Start of Provided records

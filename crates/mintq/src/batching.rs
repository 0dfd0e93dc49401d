//! Batch math for the mint queue.

use animetoken_storage::models::NewMintJobItem;
use uuid::Uuid;

/// Items per batch. Batches bound the unit of work handed to the minting
/// worker.
pub const BATCH_SIZE: u32 = 50;

/// Maximum rows per multi-value INSERT, to respect payload limits.
pub const INSERT_CHUNK: usize = 100;

/// Rough wall-clock cost of minting one item, used for the user-facing
/// estimate only.
const SECS_PER_MINT: f64 = 2.5;

/// 1-based batch number for the item at `index`.
pub fn batch_number(index: u32) -> i32 {
    (index / BATCH_SIZE) as i32 + 1
}

/// Number of batches a job of `quantity` items splits into.
pub fn total_batches(quantity: u32) -> u32 {
    quantity.div_ceil(BATCH_SIZE)
}

/// Build the full item set for a job, batch numbers assigned in order.
pub fn build_items(quantity: u32) -> Vec<NewMintJobItem> {
    (0..quantity)
        .map(|index| NewMintJobItem {
            id: Uuid::new_v4(),
            batch_number: batch_number(index),
        })
        .collect()
}

/// Coarse completion estimate shown to the user.
pub fn estimate_label(quantity: u32) -> String {
    let secs = quantity as f64 * SECS_PER_MINT;
    if secs < 60.0 {
        return "< 1 minute".to_string();
    }
    let minutes = (secs / 60.0).ceil() as u32;
    if minutes == 1 {
        "~1 minute".to_string()
    } else {
        format!("~{minutes} minutes")
    }
}

#[cfg(test)]
mod tests {
    use super::*;
    use std::collections::BTreeMap;

    fn batch_sizes(quantity: u32) -> BTreeMap<i32, usize> {
        let mut sizes = BTreeMap::new();
        for item in build_items(quantity) {
            *sizes.entry(item.batch_number).or_insert(0) += 1;
        }
        sizes
    }

    #[test]
    fn three_items_fit_one_batch() {
        let sizes = batch_sizes(3);
        assert_eq!(sizes.len(), 1);
        assert_eq!(sizes[&1], 3);
        assert_eq!(total_batches(3), 1);
    }

    #[test]
    fn hundred_twenty_items_split_fifty_fifty_twenty() {
        let sizes = batch_sizes(120);
        assert_eq!(sizes.len(), 3);
        assert_eq!(sizes[&1], 50);
        assert_eq!(sizes[&2], 50);
        assert_eq!(sizes[&3], 20);
        assert_eq!(total_batches(120), 3);
    }

    #[test]
    fn every_batch_is_at_most_fifty() {
        for quantity in [1, 49, 50, 51, 99, 100, 250, 333] {
            let sizes = batch_sizes(quantity);
            assert_eq!(sizes.len(), total_batches(quantity) as usize);
            assert!(sizes.values().all(|&n| n <= BATCH_SIZE as usize));
            assert_eq!(sizes.values().sum::<usize>(), quantity as usize);
        }
    }

    #[test]
    fn batch_numbers_are_one_based_and_contiguous() {
        let sizes = batch_sizes(101);
        let batches: Vec<i32> = sizes.keys().copied().collect();
        assert_eq!(batches, vec![1, 2, 3]);
    }

    #[test]
    fn item_ids_are_unique() {
        let items = build_items(120);
        let mut ids: Vec<_> = items.iter().map(|i| i.id).collect();
        ids.sort();
        ids.dedup();
        assert_eq!(ids.len(), 120);
    }

    #[test]
    fn small_jobs_estimate_under_a_minute() {
        assert_eq!(estimate_label(1), "< 1 minute");
        assert_eq!(estimate_label(23), "< 1 minute");
    }

    #[test]
    fn larger_jobs_estimate_in_minutes() {
        // 24 items * 2.5s = 60s
        assert_eq!(estimate_label(24), "~1 minute");
        // 120 items * 2.5s = 300s = 5 minutes
        assert_eq!(estimate_label(120), "~5 minutes");
        // 130 items * 2.5s = 325s, rounded up
        assert_eq!(estimate_label(130), "~6 minutes");
    }
}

End of Provided records

## Task brief
Reproduce the data exactly, character for character.

## Answer area
filename crates/mintq/src/batching.rs
repository 0dfd0e93dc49401d
//! Batch math for the mint queue.

use animetoken_storage::models::NewMintJobItem;
use uuid::Uuid;

/// Items per batch. Batches bound the unit of work handed to the minting
/// worker.
pub const BATCH_SIZE: u32 = 50;

/// Maximum rows per multi-value INSERT, to respect payload limits.
pub const INSERT_CHUNK: usize = 100;

/// Rough wall-clock cost of minting one item, used for the user-facing
/// estimate only.
const SECS_PER_MINT: f64 = 2.5;

/// 1-based batch number for the item at `index`.
pub fn batch_number(index: u32) -> i32 {
    (index / BATCH_SIZE) as i32 + 1
}

/// Number of batches a job of `quantity` items splits into.
pub fn total_batches(quantity: u32) -> u32 {
    quantity.div_ceil(BATCH_SIZE)
}

/// Build the full item set for a job, batch numbers assigned in order.
pub fn build_items(quantity: u32) -> Vec<NewMintJobItem> {
    (0..quantity)
        .map(|index| NewMintJobItem {
            id: Uuid::new_v4(),
            batch_number: batch_number(index),
        })
        .collect()
}

/// Coarse completion estimate shown to the user.
pub fn estimate_label(quantity: u32) -> String {
    let secs = quantity as f64 * SECS_PER_MINT;
    if secs < 60.0 {
        return "< 1 minute".to_string();
    }
    let minutes = (secs / 60.0).ceil() as u32;
    if minutes == 1 {
        "~1 minute".to_string()
    } else {
        format!("~{minutes} minutes")
    }
}

#[cfg(test)]
mod tests {
    use super::*;
    use std::collections::BTreeMap;

    fn batch_sizes(quantity: u32) -> BTreeMap<i32, usize> {
        let mut sizes = BTreeMap::new();
        for item in build_items(quantity) {
            *sizes.entry(item.batch_number).or_insert(0) += 1;
        }
        sizes
    }

    #[test]
    fn three_items_fit_one_batch() {
        let sizes = batch_sizes(3);
        assert_eq!(sizes.len(), 1);
        assert_eq!(sizes[&1], 3);
        assert_eq!(total_batches(3), 1);
    }

    #[test]
    fn hundred_twenty_items_split_fifty_fifty_twenty() {
        let sizes = batch_sizes(120);
        assert_eq!(sizes.len(), 3);
        assert_eq!(sizes[&1], 50);
        assert_eq!(sizes[&2], 50);
        assert_eq!(sizes[&3], 20);
        assert_eq!(total_batches(120), 3);
    }

    #[test]
    fn every_batch_is_at_most_fifty() {
        for quantity in [1, 49, 50, 51, 99, 100, 250, 333] {
            let sizes = batch_sizes(quantity);
            assert_eq!(sizes.len(), total_batches(quantity) as usize);
            assert!(sizes.values().all(|&n| n <= BATCH_SIZE as usize));
            assert_eq!(sizes.values().sum::<usize>(), quantity as usize);
        }
    }

    #[test]
    fn batch_numbers_are_one_based_and_contiguous() {
        let sizes = batch_sizes(101);
        let batches: Vec<i32> = sizes.keys().copied().collect();
        assert_eq!(batches, vec![1, 2, 3]);
    }

    #[test]
    fn item_ids_are_unique() {
        let items = build_items(120);
        let mut ids: Vec<_> = items.iter().map(|i| i.id).collect();
        ids.sort();
        ids.dedup();
        assert_eq!(ids.len(), 120);
    }

    #[test]
    fn small_jobs_estimate_under_a_minute() {
        assert_eq!(estimate_label(1), "< 1 minute");
        assert_eq!(estimate_label(23), "< 1 minute");
    }

    #[test]
    fn larger_jobs_estimate_in_minutes() {
        // 24 items * 2.5s = 60s
        assert_eq!(estimate_label(24), "~1 minute");
        // 120 items * 2.5s = 300s = 5 minutes
        assert_eq!(estimate_label(120), "~5 minutes");
        // 130 items * 2.5s = 325s, rounded up
        assert_eq!(estimate_label(130), "~6 minutes");
    }
}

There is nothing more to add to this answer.